The last round at the Gymkhana
The Delhi Gymkhana Club has been asked to vacate its 27.3-acre site in Lutyens' Delhi. The move has revived debate over the club's colonial legacy, exclusivity and hold over public land.

Some things deserve to be mourned. That doesn't mean they deserve to survive.
There is a swimming pool at 2, Safdarjung Road that tells you everything you need to know about the Delhi Gymkhana Club. In the early 1930s, the wife of the Viceroy of India found herself unable to swim. Neither the club she frequented nor the Viceregal House being built for her husband had a pool.
Impatient, she solved the problem the only way she knew how — she donated Rs 21,000 to fast-track construction, and had her name inscribed in marble above the water: "Lady Willingdon Swimming Bath."
The British Empire, condensed into a plaque.
Now, nearly a century later, the Delhi Gymkhana Club has been asked to vacate its 27.3 acres in the heart of Lutyens' Delhi.

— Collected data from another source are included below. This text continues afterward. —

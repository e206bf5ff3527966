//! Request and response data model.

use std::collections::BTreeMap;
use std::fmt;
use std::str::FromStr;

use chrono::{SecondsFormat, Utc};
use serde::{Deserialize, Serialize};

use crate::error::Error;

/// Default result limit applied when a request does not specify one.
pub const DEFAULT_LIMIT: usize = 100;

/// Upper bound for caller-supplied result limits.
pub const MAX_LIMIT: usize = 10_000;

/// Searchable customer fields exposed by the API.
#[derive(Debug, Clone, Copy, PartialEq, Eq, Hash, Serialize, Deserialize)]
#[serde(rename_all = "lowercase")]
pub enum SearchField {
    Email,
    Name,
    Phone,
    Category,
    Status,
}

impl SearchField {
    /// All searchable fields.
    pub const ALL: [SearchField; 5] = [
        SearchField::Email,
        SearchField::Name,
        SearchField::Phone,
        SearchField::Category,
        SearchField::Status,
    ];

    /// API name, as it appears in URL paths.
    pub fn as_str(&self) -> &'static str {
        match self {
            SearchField::Email => "email",
            SearchField::Name => "name",
            SearchField::Phone => "phone",
            SearchField::Category => "category",
            SearchField::Status => "status",
        }
    }
}

impl fmt::Display for SearchField {
    fn fmt(&self, f: &mut fmt::Formatter<'_>) -> fmt::Result {
        f.write_str(self.as_str())
    }
}

impl FromStr for SearchField {
    type Err = Error;

    fn from_str(s: &str) -> Result<Self, Self::Err> {
        match s {
            "email" => Ok(SearchField::Email),
            "name" => Ok(SearchField::Name),
            "phone" => Ok(SearchField::Phone),
            "category" => Ok(SearchField::Category),
            "status" => Ok(SearchField::Status),
            other => Err(Error::InvalidParameter {
                name: "field".to_string(),
                message: format!("unknown search field '{}'", other),
            }),
        }
    }
}

/// Supported search operators.
#[derive(Debug, Clone, Copy, PartialEq, Eq, Hash, Serialize, Deserialize)]
#[serde(rename_all = "lowercase")]
pub enum SearchOperator {
    Equality,
    Prefix,
    Suffix,
    Substring,
}

impl SearchOperator {
    pub fn as_str(&self) -> &'static str {
        match self {
            SearchOperator::Equality => "equality",
            SearchOperator::Prefix => "prefix",
            SearchOperator::Suffix => "suffix",
            SearchOperator::Substring => "substring",
        }
    }
}

impl fmt::Display for SearchOperator {
    fn fmt(&self, f: &mut fmt::Formatter<'_>) -> fmt::Result {
        f.write_str(self.as_str())
    }
}

impl FromStr for SearchOperator {
    type Err = Error;

    fn from_str(s: &str) -> Result<Self, Self::Err> {
        match s {
            "equality" => Ok(SearchOperator::Equality),
            "prefix" => Ok(SearchOperator::Prefix),
            "suffix" => Ok(SearchOperator::Suffix),
            "substring" => Ok(SearchOperator::Substring),
            other => Err(Error::InvalidParameter {
                name: "operator".to_string(),
                message: format!("unknown operator '{}'", other),
            }),
        }
    }
}

/// Whether a request resolves through both stores or the primary store alone.
#[derive(Debug, Clone, Copy, PartialEq, Eq, Hash, Serialize, Deserialize)]
#[serde(rename_all = "snake_case")]
pub enum SearchMode {
    /// Encrypted identifier search on the primary store, batch record fetch
    /// from the secondary store.
    Hybrid,
    /// Search and decrypt entirely within the primary store.
    PrimaryOnly,
}

impl SearchMode {
    pub const ALL: [SearchMode; 2] = [SearchMode::Hybrid, SearchMode::PrimaryOnly];

    pub fn as_str(&self) -> &'static str {
        match self {
            SearchMode::Hybrid => "hybrid",
            SearchMode::PrimaryOnly => "primary_only",
        }
    }

    /// Human-readable label used in test and report names.
    pub fn label(&self) -> &'static str {
        match self {
            SearchMode::Hybrid => "Hybrid",
            SearchMode::PrimaryOnly => "Primary-Only",
        }
    }
}

impl fmt::Display for SearchMode {
    fn fmt(&self, f: &mut fmt::Formatter<'_>) -> fmt::Result {
        f.write_str(self.as_str())
    }
}

impl FromStr for SearchMode {
    type Err = Error;

    fn from_str(s: &str) -> Result<Self, Self::Err> {
        match s {
            "hybrid" => Ok(SearchMode::Hybrid),
            "primary_only" => Ok(SearchMode::PrimaryOnly),
            other => Err(Error::InvalidParameter {
                name: "mode".to_string(),
                message: format!("unknown mode '{}' (expected 'hybrid' or 'primary_only')", other),
            }),
        }
    }
}

/// A single search request.
#[derive(Debug, Clone, Serialize, Deserialize)]
pub struct SearchRequest {
    pub field: SearchField,
    pub operator: SearchOperator,
    pub value: String,
    pub mode: SearchMode,
    /// Maximum number of records to return. `None` means [`DEFAULT_LIMIT`].
    pub limit: Option<usize>,
}

impl SearchRequest {
    pub fn new(
        field: SearchField,
        operator: SearchOperator,
        value: impl Into<String>,
        mode: SearchMode,
    ) -> Self {
        Self {
            field,
            operator,
            value: value.into(),
            mode,
            limit: None,
        }
    }

    pub fn with_limit(mut self, limit: usize) -> Self {
        self.limit = Some(limit);
        self
    }

    /// Effective result limit for this request.
    pub fn effective_limit(&self) -> usize {
        self.limit.unwrap_or(DEFAULT_LIMIT)
    }
}

/// Postal address carried by every customer record.
#[derive(Debug, Clone, Default, PartialEq, Serialize, Deserialize)]
pub struct Address {
    #[serde(default)]
    pub street: String,
    #[serde(default)]
    pub city: String,
    #[serde(default)]
    pub state: String,
    #[serde(default)]
    pub zip_code: String,
}

/// Canonical customer record shape, identical for both backends.
#[derive(Debug, Clone, Default, PartialEq, Serialize, Deserialize)]
pub struct CustomerRecord {
    /// Correlation identifier shared by both stores.
    pub customer_id: String,
    pub full_name: String,
    pub email: String,
    pub phone: String,
    pub address: Address,
    pub preferences: BTreeMap<String, serde_json::Value>,
    pub tier: String,
    pub loyalty_points: u64,
    pub last_purchase_date: String,
    pub lifetime_value: f64,
}

/// Per-request timing breakdown. Created once per request, never mutated.
#[derive(Debug, Clone, Serialize, Deserialize)]
pub struct PerformanceMetrics {
    /// Time spent in the primary store. In primary-only mode this covers the
    /// combined search-and-decrypt round trip.
    pub primary_search_ms: f64,
    /// Time spent in the secondary store. Always zero in primary-only mode
    /// and when the identifier search came back empty.
    pub secondary_fetch_ms: f64,
    pub total_ms: f64,
    pub results_count: usize,
    pub mode: SearchMode,
}

/// Complete search response envelope.
#[derive(Debug, Clone, Serialize, Deserialize)]
pub struct SearchResponse {
    pub success: bool,
    pub data: Vec<CustomerRecord>,
    pub metrics: PerformanceMetrics,
    pub timestamp: String,
}

impl SearchResponse {
    /// Wrap normalized records with their timing breakdown.
    ///
    /// `results_count` is always derived from the record list, so the
    /// envelope cannot disagree with its payload.
    pub fn wrap(
        data: Vec<CustomerRecord>,
        mode: SearchMode,
        primary_search_ms: f64,
        secondary_fetch_ms: f64,
        total_ms: f64,
    ) -> Self {
        let metrics = PerformanceMetrics {
            primary_search_ms,
            secondary_fetch_ms,
            total_ms,
            results_count: data.len(),
            mode,
        };
        Self {
            success: true,
            data,
            metrics,
            timestamp: Utc::now().to_rfc3339_opts(SecondsFormat::Millis, true),
        }
    }
}

#[cfg(test)]
mod tests {
    use super::*;

    #[test]
    fn field_round_trips_through_str() {
        for field in SearchField::ALL {
            assert_eq!(field.as_str().parse::<SearchField>().unwrap(), field);
        }
    }

    #[test]
    fn unknown_field_is_a_parameter_error() {
        let err = "ssn".parse::<SearchField>().unwrap_err();
        assert!(err.is_configuration());
    }

    #[test]
    fn wrap_derives_results_count_from_data() {
        let records = vec![CustomerRecord::default(), CustomerRecord::default()];
        let response = SearchResponse::wrap(records, SearchMode::Hybrid, 1.0, 2.0, 3.5);
        assert!(response.success);
        assert_eq!(response.metrics.results_count, response.data.len());
        assert_eq!(response.metrics.mode, SearchMode::Hybrid);
    }

    #[test]
    fn zero_results_is_still_a_success_envelope() {
        let response = SearchResponse::wrap(vec![], SearchMode::PrimaryOnly, 4.0, 0.0, 4.2);
        assert!(response.success);
        assert_eq!(response.metrics.results_count, 0);
        assert_eq!(response.metrics.secondary_fetch_ms, 0.0);
    }
}
//! HTTP route handlers.

pub mod customers;
pub mod health;
pub mod search;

The order has caused predictable outrage among its members — retired generals, former bureaucrats, Supreme Court judges, and the odd celebrity name — all of whom speak of the club as though losing it would be like losing a limb.
The waiting list, they remind you, stretches back to the early 1970s. The membership fee has climbed to Rs 20 lakh. The tennis courts, they insist, are the finest east of Wimbledon.
Perhaps. But let us be honest about what is really ending here — and what isn't.
BUILT FOR AN OCCUPATION
The Gymkhana was not built for India. It was built for an occupation. Founded in 1913 as the "Imperial Delhi Gymkhana Club," its explicit purpose was to give British colonists a place to socialise, away from the country they were extracting.
The few Indians admitted in those early years were expected, in the words of a club history, to learn "to eat eggs, sausages and mash for breakfast, do the foxtrot and ballroom dancing, and empty glasses of Bloody Marys on a Sunday afternoon."
The name itself is a colonial mishearing — the British ears that heard gend-khana, the Hindi for "ball house," transformed it into something that sounded reassuringly like "gymnasium." Empire, summarised in a mispronunciation.
After 1947, independent India did what newly independent countries often do: it inherited the machinery of its oppressor and learned to operate it with considerable enthusiasm. The "Imperial" was dropped from the name; the foxtrot and the Bloody Marys stayed.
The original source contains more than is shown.